下部内視鏡検査とは
下部内視鏡検査は、大腸カメラとして広く知れ渡っています。同検査では、内視鏡を肛門から挿入していくことで、2m弱の大腸と小腸の一部の内腔の様子を観察し、病変(炎症、潰瘍、ポリープ、がん など)の有無などを確認していきますが、そのほかにも病変が疑われる組織の一部を採取して、顕微鏡による詳細な検査(生検)、発見したポリープを内視鏡で切除するといったことも行います。
ちなみに大腸カメラで発見しやすい疾患のひとつでもある大腸がんは、日本人のがんによる死亡数の第2位となっています。この患者様の大半は50歳を過ぎてから発症します。このがんの特徴として初期にはこれといった症状がないことから、初期で気づく場合は大腸カメラの場合が大半です。そのため、これまで腸に何の症状もなかった方でも50歳前後になられましたら、同検査を一度受診されることをお勧めします。
また肛門から内視鏡を挿入するということで、女性はとくに恥ずかしいと思われるかもしれませんが、女性である当院長が検査を行いますので、不安なことは何でもご相談ください。
大腸カメラによる検査が勧められる症状(例)
- 便潜血反応で「陽性」が確認された
- 血便が出ている
- 便秘や下痢などの便通異常がみられる
- 腹痛、腹部膨満感がある
- 貧血を指摘されている
- 顔色が悪いとよく言われる
- 急激な体重の減少があった
- 大腸ポリープや大腸がんを治療した経験がある など
大腸カメラで発見可能な主な疾患
- 大腸ポリープ
- 大腸がん
- 炎症性腸疾患(潰瘍性大腸炎、クローン病)
- 大腸憩室症
- 虚血性腸炎・痔
- など
大腸カメラで行なう治療
また大腸カメラでは、大腸内を観察していきますが、そのほかにも時間を要しますが、以下の治療も当クリニックの内視鏡で行っています。
- 止血術:大腸では憩室からの出血に遭遇することが多いので、出血している個所を探し出して専用の処置具を使って止血していきます。

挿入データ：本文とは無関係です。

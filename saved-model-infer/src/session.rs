//! A TensorFlow session over a loaded SavedModel.

use crate::{
    common::*,
    config::{check_model_dir, SessionConfig, TensorName},
};

/// The fetched output tensor.
#[derive(Debug, Clone, PartialEq)]
pub struct InferenceOutput {
    pub dims: Vec<u64>,
    pub values: Vec<f32>,
}

impl Display for InferenceOutput {
    fn fmt(&self, f: &mut fmt::Formatter<'_>) -> fmt::Result {
        writeln!(f, "shape {:?}", self.dims)?;
        match self.dims.last() {
            Some(&width) if width > 0 && self.dims.len() > 1 => {
                for row in self.values.chunks(width as usize) {
                    writeln!(f, "{:?}", row)?;
                }
            }
            _ => writeln!(f, "{:?}", self.values)?,
        }
        Ok(())
    }
}

/// A session bound to a loaded model. Close it with [InferenceSession::close].
pub struct InferenceSession {
    graph: Graph,
    bundle: SavedModelBundle,
    input: TensorName,
    output: TensorName,
}

impl InferenceSession {
    pub fn open(config: &SessionConfig) -> Result<Self> {
        let SessionConfig {
            model_dir,
            tag,
            input,
            output,
        } = config;

        check_model_dir(model_dir)?;

        let mut graph = Graph::new();
        let bundle =
            SavedModelBundle::load(&SessionOptions::new(), [tag], &mut graph, model_dir)
                .with_context(|| format!("failed to load model '{}'", model_dir.display()))?;
        info!("loaded model {} with tag '{}'", model_dir.display(), tag);

        // fail early on unknown tensors
        for name in [input, output] {
            graph
                .operation_by_name_required(&name.op)
                .with_context(|| format!("tensor '{}' is not found in the graph", name))?;
        }

        Ok(Self {
            graph,
            bundle,
            input: input.clone(),
            output: output.clone(),
        })
    }

    /// Run the model on an encoded image file.
    pub fn run_file(&self, path: &Path) -> Result<InferenceOutput> {
        let bytes =
            fs::read(path).with_context(|| format!("failed to read '{}'", path.display()))?;
        self.run(&bytes)
    }

    /// Decode the image and feed it as a `[1, height, width, 3]` uint8 tensor.
    pub fn run(&self, image_bytes: &[u8]) -> Result<InferenceOutput> {
        let input = image_tensor(image_bytes)?;
        debug!("feeding {} with shape {:?}", self.input, input.dims());

        let input_op = self.graph.operation_by_name_required(&self.input.op)?;
        let output_op = self.graph.operation_by_name_required(&self.output.op)?;

        let mut args = SessionRunArgs::new();
        args.add_feed(&input_op, self.input.index, &input);
        let token = args.request_fetch(&output_op, self.output.index);
        self.bundle.session.run(&mut args)?;

        let output: Tensor<f32> = args
            .fetch(token)
            .with_context(|| format!("failed to fetch '{}' as float tensor", self.output))?;

        Ok(InferenceOutput {
            dims: output.dims().to_vec(),
            values: output.to_vec(),
        })
    }

    pub fn close(mut self) -> Result<()> {
        self.bundle.session.close()?;
        Ok(())
    }
}

/// Decode an encoded image into an RGB uint8 batch of one.
pub fn image_tensor(image_bytes: &[u8]) -> Result<Tensor<u8>> {
    let image = image::load_from_memory(image_bytes)
        .context("failed to decode input image")?
        .to_rgb8();
    let (width, height) = image.dimensions();
    let tensor = Tensor::new(&[1, height as u64, width as u64, 3]).with_values(image.as_raw())?;
    Ok(tensor)
}
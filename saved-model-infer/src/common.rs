//! Common imports from external crates.

pub use anyhow::{ensure, Context, Error, Result};
pub use itertools::Itertools;
pub use log::{debug, info};
pub use std::{
    fmt::{self, Display},
    fs,
    os::raw::c_int,
    path::{Path, PathBuf},
    str::FromStr,
};
pub use tensorflow::{Graph, SavedModelBundle, SessionOptions, SessionRunArgs, Tensor};
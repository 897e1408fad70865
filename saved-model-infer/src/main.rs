use anyhow::Result;
use saved_model_infer::{
    config::{DEFAULT_INPUT_TENSOR, DEFAULT_MODEL_DIR, DEFAULT_OUTPUT_TENSOR, DEFAULT_TAG},
    InferenceSession, SessionConfig, TensorName,
};
use std::{env, path::PathBuf};
use structopt::StructOpt;

#[derive(Debug, Clone, StructOpt)]
/// Run a detection SavedModel on one image
struct Args {
    #[structopt(long, default_value = DEFAULT_MODEL_DIR)]
    /// SavedModel directory
    pub model_dir: PathBuf,
    #[structopt(long, default_value = DEFAULT_INPUT_TENSOR)]
    /// input tensor as op:index
    pub input_tensor: TensorName,
    #[structopt(long, default_value = DEFAULT_OUTPUT_TENSOR)]
    /// output tensor as op:index
    pub output_tensor: TensorName,
    #[structopt(long, default_value = DEFAULT_TAG)]
    /// meta graph tag
    pub tag: String,
    /// input image file
    pub image: PathBuf,
}

impl Args {
    fn into_config(self) -> (SessionConfig, PathBuf) {
        let Args {
            model_dir,
            input_tensor,
            output_tensor,
            tag,
            image,
        } = self;
        let config = SessionConfig {
            model_dir,
            tag,
            input: input_tensor,
            output: output_tensor,
        };
        (config, image)
    }
}

pub fn main() -> Result<()> {
    pretty_env_logger::formatted_builder()
        .parse_filters(&env::var("RUST_LOG").unwrap_or_else(|_| "info".into()))
        .init();

    let (config, image) = Args::from_args().into_config();
    let session = InferenceSession::open(&config)?;
    let output = session.run_file(&image)?;
    print!("{}", output);
    session.close()?;

    Ok(())
}
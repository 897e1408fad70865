//! Conversion of VOC style annotated images into TFRecord files.

mod common;

pub mod annotation;
pub mod config;
pub mod convert;
pub mod label_map;
pub mod preprocess;
pub mod record;
pub mod split;

pub use annotation::Annotation;
pub use config::Config;
pub use convert::{run, ConversionReport, ItemOutcome, SkipReason};
pub use label_map::LabelMap;
pub use record::{ImageRecord, RecordBuilder};
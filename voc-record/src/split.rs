//! Train/test splitting of annotation files.

use crate::{annotation::Annotation, common::*, config::SplitRatio};

pub const TRAIN_LIST_FILE: &str = "train.txt";
pub const TEST_LIST_FILE: &str = "test.txt";

/// The result of a dataset split.
#[derive(Debug, Clone, PartialEq, Eq)]
pub struct SplitSummary {
    /// The number of annotation files that contain at least one wanted label.
    pub candidates: usize,
    pub train: Vec<PathBuf>,
    pub test: Vec<PathBuf>,
}

/// Split the annotation files in `dir` into `train.txt` and `test.txt` in the same directory.
///
/// Only files with at least one object named in `labels` are considered.
/// The train list takes the head of the shuffled files and the test list
/// takes the tail in reverse order. Both counts are rounded independently,
/// so a file may appear in both lists or in neither.
pub fn split_dataset<R>(
    dir: impl AsRef<Path>,
    labels: &HashSet<String>,
    ratio: &SplitRatio,
    rng: &mut R,
) -> Result<SplitSummary>
where
    R: Rng + ?Sized,
{
    let dir = dir.as_ref();
    info!("searching in {}", dir.display());

    let mut annotations: Vec<_> = list_files(dir, "xml")?
        .into_iter()
        .filter(|path| is_valid_annotation(path, labels))
        .collect();
    info!(
        "found {} xml annotations in {}",
        annotations.len(),
        dir.display()
    );

    annotations.shuffle(rng);
    let total = annotations.len();

    if total == 0 {
        return Ok(SplitSummary {
            candidates: 0,
            train: vec![],
            test: vec![],
        });
    }

    let num_train = round_count(ratio.train, total);
    let num_test = round_count(ratio.test, total);
    let train: Vec<_> = annotations.iter().take(num_train).cloned().collect();
    let test: Vec<_> = annotations.iter().rev().take(num_test).cloned().collect();

    fs::create_dir_all(dir)?;
    write_list(dir, TRAIN_LIST_FILE, &train)?;
    write_list(dir, TEST_LIST_FILE, &test)?;

    Ok(SplitSummary {
        candidates: total,
        train,
        test,
    })
}

/// Check if an annotation file is readable and mentions one of `labels`.
///
/// Any read or parse failure counts as invalid.
pub fn is_valid_annotation(path: &Path, labels: &HashSet<String>) -> bool {
    match Annotation::open(path) {
        Ok(annotation) => annotation.has_any_label(labels),
        Err(err) => {
            debug!("ignore invalid annotation {}: {:#}", path.display(), err);
            false
        }
    }
}

/// List the files with `extension` directly under `dir` in sorted order.
pub fn list_files(dir: &Path, extension: &str) -> Result<Vec<PathBuf>> {
    let pattern = format!("{}/*.{}", dir.display(), extension);
    let mut paths: Vec<_> = glob::glob(&pattern)
        .with_context(|| format!("invalid glob pattern '{}'", pattern))?
        .filter_map(|entry| match entry {
            Ok(path) => Some(path),
            Err(err) => {
                warn!("unable to access {}", err.path().display());
                None
            }
        })
        .collect();
    paths.sort();
    Ok(paths)
}

/// Read a list file with one path per line, relative to the directory of the dataset.
pub fn read_list(path: impl AsRef<Path>) -> Result<Vec<PathBuf>> {
    let path = path.as_ref();
    let reader = BufReader::new(
        fs::File::open(path)
            .with_context(|| format!("failed to open list file '{}'", path.display()))?,
    );
    let mut list = vec![];
    for line in reader.lines() {
        let line = line?;
        let line = line.trim();
        if !line.is_empty() {
            list.push(PathBuf::from(line));
        }
    }
    Ok(list)
}

/// Write the list with paths relative to `dir`.
fn write_list(dir: &Path, name: &str, list: &[PathBuf]) -> Result<()> {
    let path = dir.join(name);
    let mut writer = BufWriter::new(
        fs::File::create(&path)
            .with_context(|| format!("failed to create list file '{}'", path.display()))?,
    );
    for item in list {
        let item = item.strip_prefix(dir).unwrap_or(item);
        writeln!(writer, "{}", item.display())?;
    }
    writer.flush()?;
    Ok(())
}

/// Round half to even, which is how the split sizes have always been computed.
fn round_count(ratio: R64, total: usize) -> usize {
    (ratio.raw() * total as f64).round_ties_even() as usize
}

- 生検:がんや炎症が疑われ、組織を顕微鏡で調べる必要が生じた場合、専用の処置具を使って一部組織を採取していきます。
- 内視鏡的粘膜切除術(EMR):大きさが2㎝以下のポリープなどの病変に対して、スネアと呼ばれる金属の輪を病変部に引っ掛け、高周波電流を流して病変を切除していきます。
- 内視鏡的粘膜下層剥離術(ESD):広範囲な病変や、EMRでは一括切除が困難と判断した場合に、病変を専用の処置具を使って一括して切り取る手術になります。
炭酸ガスを使用し、腹痛などを軽減
大腸カメラは、肛門から内視鏡をくねくねと曲がっている腸管に向けて逆流する形で挿入していくわけですが、その際に空気も一緒に入っていきます。そのことによって腹痛やお腹のハリを訴える方もいます。当クリニックでは、挿入時に併せて炭酸ガスを使用していますので、これによって腸管を伸ばさなくても内視鏡が挿入できるようになります。こうすることで、腹痛やお腹のハリといった症状も軽減していきます。
また同検査を受けることが決まったら日時を予約し、感染症の有無を確認するための検査も行います。そして医師もしくはスタッフが、検査前、検査当日、検査後の注意点について説明いたします。また、常用薬がある方は事前に申し出るか、お薬手帳をご持参するようにしてください。
なお大腸カメラでは検査前に腸内を何もない状態にしなくてはならないので、腸管洗浄液(下剤)を服用して腸内に残る不要物を体外へと排出していきます。下剤の服用方法等につきましても医師もしくはスタッフがご説明をいたします。
大腸カメラ検査時の大まかな流れ
検査をする2~3時間ほど前から腸管洗浄液(下剤)を服用し、排泄物が透明になるまで排便を繰り返していきます。そして腸内に何も残ってないことが確認されたら、検査衣に着替えて検査の開始となります。以下は検査時の大まかな流れになります。
- 腸の動きを抑える薬や鎮静剤を投与
- 検査をしやすくする腸の動きを抑制する注射をし、鎮静剤も投与します。
- 大腸カメラを挿入(検査の開始)
- 左側を下にしてベッドで横になります。そして肛門から内視鏡を挿入していきます。
- 腸内を観察
- 主に大腸の内腔を隅々まで観察していきます。その際に医師が必要と判断すれば、組織を一部採取(生検)したり、止血などを行うこともあります。
- 検査終了
- 腸内を一通り観察したら検査は終了になります。観察のみであれば検査時間は10分程度です(個人差はあります)。